EXERCISE GOAL.
Every entry should be transcribed word for word, so that nothing is missing.

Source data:
****************

use axum::extract::rejection::JsonRejection;
use axum::http::{header, HeaderValue, StatusCode};
use axum::response::{IntoResponse, Response};
use eventplan_core::error::CoreError;
use serde_json::json;

/// Application-level error type for HTTP handlers.
///
/// Wraps [`CoreError`] for domain errors and adds HTTP-specific variants.
/// Implements [`IntoResponse`] to produce consistent JSON error responses.
#[derive(Debug, thiserror::Error)]
pub enum AppError {
    /// A domain-level error from `eventplan_core`.
    #[error(transparent)]
    Core(#[from] CoreError),

    /// A database error from sqlx.
    #[error("Database error: {0}")]
    Database(#[from] sqlx::Error),

    /// A bad request with a human-readable message.
    #[error("Bad request: {0}")]
    BadRequest(String),

    /// An internal error with a human-readable message.
    #[error("Internal error: {0}")]
    InternalError(String),

    /// The caller exceeded a request budget.
    #[error("Too many requests, retry in {retry_after_secs}s")]
    TooManyRequests { retry_after_secs: u64 },
}

/// Convenience type alias for handler return values.
pub type AppResult<T> = Result<T, AppError>;

impl From<JsonRejection> for AppError {
    /// A body that is not valid JSON, or whose fields have the wrong type,
    /// is a validation failure; nothing has been written at this point.
    fn from(rejection: JsonRejection) -> Self {
        match rejection {
            JsonRejection::JsonDataError(e) => {
                AppError::Core(CoreError::Validation(e.body_text()))
            }
            JsonRejection::JsonSyntaxError(e) => {
                AppError::Core(CoreError::Validation(e.body_text()))
            }
            other => AppError::BadRequest(other.body_text()),
        }
    }
}

impl IntoResponse for AppError {
    fn into_response(self) -> Response {
        let (status, code, message) = match &self {
            // --- CoreError variants ---
            AppError::Core(core) => match core {
                CoreError::NotFound { entity, id } => (
                    StatusCode::NOT_FOUND,
                    "NOT_FOUND",
                    format!("{entity} with id {id} not found"),
                ),
                CoreError::Validation(msg) => {
                    (StatusCode::BAD_REQUEST, "VALIDATION_ERROR", msg.clone())
                }
                CoreError::Conflict(msg) => (StatusCode::CONFLICT, "CONFLICT", msg.clone()),
                CoreError::Unauthorized(msg) => {
                    (StatusCode::UNAUTHORIZED, "UNAUTHORIZED", msg.clone())
                }
                CoreError::Forbidden(msg) => (StatusCode::FORBIDDEN, "FORBIDDEN", msg.clone()),
                CoreError::Internal(msg) => {
                    tracing::error!(error = %msg, "Internal core error");
                    (
                        StatusCode::INTERNAL_SERVER_ERROR,
                        "INTERNAL_ERROR",
                        "An internal error occurred".to_string(),
                    )
                }
            },

            // --- Database errors ---
            AppError::Database(err) => classify_sqlx_error(err),

            // --- HTTP-specific errors ---
            AppError::BadRequest(msg) => (StatusCode::BAD_REQUEST, "BAD_REQUEST", msg.clone()),
            AppError::InternalError(msg) => {
                tracing::error!(error = %msg, "Internal error");
                (
                    StatusCode::INTERNAL_SERVER_ERROR,
                    "INTERNAL_ERROR",
                    "An internal error occurred".to_string(),
                )
            }
            AppError::TooManyRequests { retry_after_secs } => (
                StatusCode::TOO_MANY_REQUESTS,
                "RATE_LIMITED",
                format!("Too many requests. Try again in {retry_after_secs} seconds"),
            ),
        };

        let body = json!({
            "error": message,
            "code": code,
        });

        let mut response = (status, axum::Json(body)).into_response();
        if let AppError::TooManyRequests { retry_after_secs } = self {
            response
                .headers_mut()
                .insert(header::RETRY_AFTER, HeaderValue::from(retry_after_secs));
        }
        response
    }
}

/// Classify a sqlx error into an HTTP status, error code, and message.
///
/// - `RowNotFound` maps to 404.
/// - Foreign key violations (23503) map to 404: the referenced row is gone.
/// - Check violations (23514) map to 400.
/// - Strings too long for their column (22001) map to 400.
/// - Unique constraint violations (constraint name starting with `uq_`) map to 409.
/// - Everything else maps to 500 with a sanitized message.
fn classify_sqlx_error(err: &sqlx::Error) -> (StatusCode, &'static str, String) {
    match err {
        sqlx::Error::RowNotFound => (
            StatusCode::NOT_FOUND,
            "NOT_FOUND",
            "Resource not found".to_string(),
        ),
        sqlx::Error::Database(db_err) => {
            match db_err.code().as_deref() {
                Some("23503") => {
                    let constraint = db_err.constraint().unwrap_or("unknown");
                    return (
                        StatusCode::NOT_FOUND,
                        "NOT_FOUND",
                        format!("Referenced record not found ({constraint})"),
                    );
                }
                Some("23514") => {
                    let constraint = db_err.constraint().unwrap_or("unknown");
                    return (
                        StatusCode::BAD_REQUEST,
                        "VALIDATION_ERROR",
                        format!("Value violates check constraint: {constraint}"),
                    );
                }
                Some("22001") => {
                    return (
                        StatusCode::BAD_REQUEST,
                        "VALIDATION_ERROR",
                        "Value too long for its field".to_string(),
                    );
                }
                Some("23505") => {
                    let constraint = db_err.constraint().unwrap_or("unknown");
                    if constraint.starts_with("uq_") {
                        return (
                            StatusCode::CONFLICT,
                            "CONFLICT",
                            format!("Duplicate value violates unique constraint: {constraint}"),
                        );
                    }
                }
                _ => {}
            }
            tracing::error!(error = %db_err, "Database error");
            (
                StatusCode::INTERNAL_SERVER_ERROR,
                "INTERNAL_ERROR",
                "An internal error occurred".to_string(),
            )
        }
        other => {
            tracing::error!(error = %other, "Database error");
            (
                StatusCode::INTERNAL_SERVER_ERROR,
                "INTERNAL_ERROR",
                "An internal error occurred".to_string(),
            )
        }
    }
}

****************

RESPONSE.
use axum::extract::rejection::JsonRejection;
use axum::http::{header, HeaderValue, StatusCode};
use axum::response::{IntoResponse, Response};
use eventplan_core::error::CoreError;
use serde_json::json;

/// Application-level error type for HTTP handlers.
///
/// Wraps [`CoreError`] for domain errors and adds HTTP-specific variants.
/// Implements [`IntoResponse`] to produce consistent JSON error responses.
#[derive(Debug, thiserror::Error)]
pub enum AppError {
    /// A domain-level error from `eventplan_core`.
    #[error(transparent)]
    Core(#[from] CoreError),

    /// A database error from sqlx.
    #[error("Database error: {0}")]
    Database(#[from] sqlx::Error),

    /// A bad request with a human-readable message.
    #[error("Bad request: {0}")]
    BadRequest(String),

    /// An internal error with a human-readable message.
    #[error("Internal error: {0}")]
    InternalError(String),

    /// The caller exceeded a request budget.
    #[error("Too many requests, retry in {retry_after_secs}s")]
    TooManyRequests { retry_after_secs: u64 },
}

/// Convenience type alias for handler return values.
pub type AppResult<T> = Result<T, AppError>;

impl From<JsonRejection> for AppError {
    /// A body that is not valid JSON, or whose fields have the wrong type,
    /// is a validation failure; nothing has been written at this point.
    fn from(rejection: JsonRejection) -> Self {
        match rejection {
            JsonRejection::JsonDataError(e) => {
                AppError::Core(CoreError::Validation(e.body_text()))
            }
            JsonRejection::JsonSyntaxError(e) => {
                AppError::Core(CoreError::Validation(e.body_text()))
            }
            other => AppError::BadRequest(other.body_text()),
        }
    }
}

impl IntoResponse for AppError {
    fn into_response(self) -> Response {
        let (status, code, message) = match &self {
            // --- CoreError variants ---
            AppError::Core(core) => match core {
                CoreError::NotFound { entity, id } => (
                    StatusCode::NOT_FOUND,
                    "NOT_FOUND",
                    format!("{entity} with id {id} not found"),
                ),
                CoreError::Validation(msg) => {
                    (StatusCode::BAD_REQUEST, "VALIDATION_ERROR", msg.clone())
                }
                CoreError::Conflict(msg) => (StatusCode::CONFLICT, "CONFLICT", msg.clone()),
                CoreError::Unauthorized(msg) => {
                    (StatusCode::UNAUTHORIZED, "UNAUTHORIZED", msg.clone())
                }
                CoreError::Forbidden(msg) => (StatusCode::FORBIDDEN, "FORBIDDEN", msg.clone()),
                CoreError::Internal(msg) => {
                    tracing::error!(error = %msg, "Internal core error");
                    (
                        StatusCode::INTERNAL_SERVER_ERROR,
                        "INTERNAL_ERROR",
                        "An internal error occurred".to_string(),
                    )
                }
            },

            // --- Database errors ---
            AppError::Database(err) => classify_sqlx_error(err),

            // --- HTTP-specific errors ---
            AppError::BadRequest(msg) => (StatusCode::BAD_REQUEST, "BAD_REQUEST", msg.clone()),
            AppError::InternalError(msg) => {
                tracing::error!(error = %msg, "Internal error");
                (
                    StatusCode::INTERNAL_SERVER_ERROR,
                    "INTERNAL_ERROR",
                    "An internal error occurred".to_string(),
                )
            }
            AppError::TooManyRequests { retry_after_secs } => (
                StatusCode::TOO_MANY_REQUESTS,
                "RATE_LIMITED",
                format!("Too many requests. Try again in {retry_after_secs} seconds"),
            ),
        };

        let body = json!({
            "error": message,
            "code": code,
        });

        let mut response = (status, axum::Json(body)).into_response();
        if let AppError::TooManyRequests { retry_after_secs } = self {
            response
                .headers_mut()
                .insert(header::RETRY_AFTER, HeaderValue::from(retry_after_secs));
        }
        response
    }
}

/// Classify a sqlx error into an HTTP status, error code, and message.
///
/// - `RowNotFound` maps to 404.
/// - Foreign key violations (23503) map to 404: the referenced row is gone.
/// - Check violations (23514) map to 400.
/// - Strings too long for their column (22001) map to 400.
/// - Unique constraint violations (constraint name starting with `uq_`) map to 409.
/// - Everything else maps to 500 with a sanitized message.
fn classify_sqlx_error(err: &sqlx::Error) -> (StatusCode, &'static str, String) {
    match err {
        sqlx::Error::RowNotFound => (
            StatusCode::NOT_FOUND,
            "NOT_FOUND",
            "Resource not found".to_string(),
        ),
        sqlx::Error::Database(db_err) => {
            match db_err.code().as_deref() {
                Some("23503") => {
                    let constraint = db_err.constraint().unwrap_or("unknown");
                    return (
                        StatusCode::NOT_FOUND,
                        "NOT_FOUND",
                        format!("Referenced record not found ({constraint})"),
                    );
                }
                Some("23514") => {
                    let constraint = db_err.constraint().unwrap_or("unknown");
                    return (
                        StatusCode::BAD_REQUEST,
                        "VALIDATION_ERROR",
                        format!("Value violates check constraint: {constraint}"),
                    );
                }
                Some("22001") => {
                    return (
                        StatusCode::BAD_REQUEST,
                        "VALIDATION_ERROR",
                        "Value too long for its field".to_string(),
                    );
                }
                Some("23505") => {
                    let constraint = db_err.constraint().unwrap_or("unknown");
                    if constraint.starts_with("uq_") {
                        return (
                            StatusCode::CONFLICT,
                            "CONFLICT",
                            format!("Duplicate value violates unique constraint: {constraint}"),
                        );
                    }
                }
                _ => {}
            }
            tracing::error!(error = %db_err, "Database error");
            (
                StatusCode::INTERNAL_SERVER_ERROR,
                "INTERNAL_ERROR",
                "An internal error occurred".to_string(),
            )
        }
        other => {
            tracing::error!(error = %other, "Database error");
            (
                StatusCode::INTERNAL_SERVER_ERROR,
                "INTERNAL_ERROR",
                "An internal error occurred".to_string(),
            )
        }
    }
}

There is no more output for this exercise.